■ **Task**
Copy the records below word for word, leaving out nothing.

(Stored dataset items)
*** Begin section ***

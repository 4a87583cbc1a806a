use crate::detection::domain::detected_face::DetectedFace;

/// Outcome of screening one image.
#[derive(Clone, Copy, Debug, PartialEq, Eq)]
pub enum ScreenStatus {
    /// A single, unobstructed, in-focus face was found.
    Ok,
    NoFace,
    /// No mouth in the lower half of the face: occluded or non-frontal.
    NoMouth,
    MultiFace,
    NotSharp,
}

/// Result of the shared detect → mouth → sharpness sequence.
///
/// Carries at most one face, present exactly when `status` is `Ok`; the
/// constructors keep that invariant.
#[derive(Clone, Debug)]
pub struct ScreenOutcome {
    pub status: ScreenStatus,
    pub sharpness: f64,
    pub face: Option<DetectedFace>,
}

impl ScreenOutcome {
    pub fn ok(face: DetectedFace, sharpness: f64) -> Self {
        Self {
            status: ScreenStatus::Ok,
            sharpness,
            face: Some(face),
        }
    }

    pub fn rejected(status: ScreenStatus) -> Self {
        debug_assert_ne!(status, ScreenStatus::Ok, "Ok outcomes must carry a face");
        Self {
            status,
            sharpness: 0.0,
            face: None,
        }
    }

    /// Sharpness rejection, keeping the measured score for diagnostics.
    pub fn not_sharp(sharpness: f64) -> Self {
        Self {
            status: ScreenStatus::NotSharp,
            sharpness,
            face: None,
        }
    }
}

*** End section ***

■ **Solution for this exercise**
repository 4a87583cbc1a806a
use crate::detection::domain::detected_face::DetectedFace;

/// Outcome of screening one image.
#[derive(Clone, Copy, Debug, PartialEq, Eq)]
pub enum ScreenStatus {
    /// A single, unobstructed, in-focus face was found.
    Ok,
    NoFace,
    /// No mouth in the lower half of the face: occluded or non-frontal.
    NoMouth,
    MultiFace,
    NotSharp,
}

/// Result of the shared detect → mouth → sharpness sequence.
///
/// Carries at most one face, present exactly when `status` is `Ok`; the
/// constructors keep that invariant.
#[derive(Clone, Debug)]
pub struct ScreenOutcome {
    pub status: ScreenStatus,
    pub sharpness: f64,
    pub face: Option<DetectedFace>,
}

impl ScreenOutcome {
    pub fn ok(face: DetectedFace, sharpness: f64) -> Self {
        Self {
            status: ScreenStatus::Ok,
            sharpness,
            face: Some(face),
        }
    }

    pub fn rejected(status: ScreenStatus) -> Self {
        debug_assert_ne!(status, ScreenStatus::Ok, "Ok outcomes must carry a face");
        Self {
            status,
            sharpness: 0.0,
            face: None,
        }
    }

    /// Sharpness rejection, keeping the measured score for diagnostics.
    pub fn not_sharp(sharpness: f64) -> Self {
        Self {
            status: ScreenStatus::NotSharp,
            sharpness,
            face: None,
        }
    }
}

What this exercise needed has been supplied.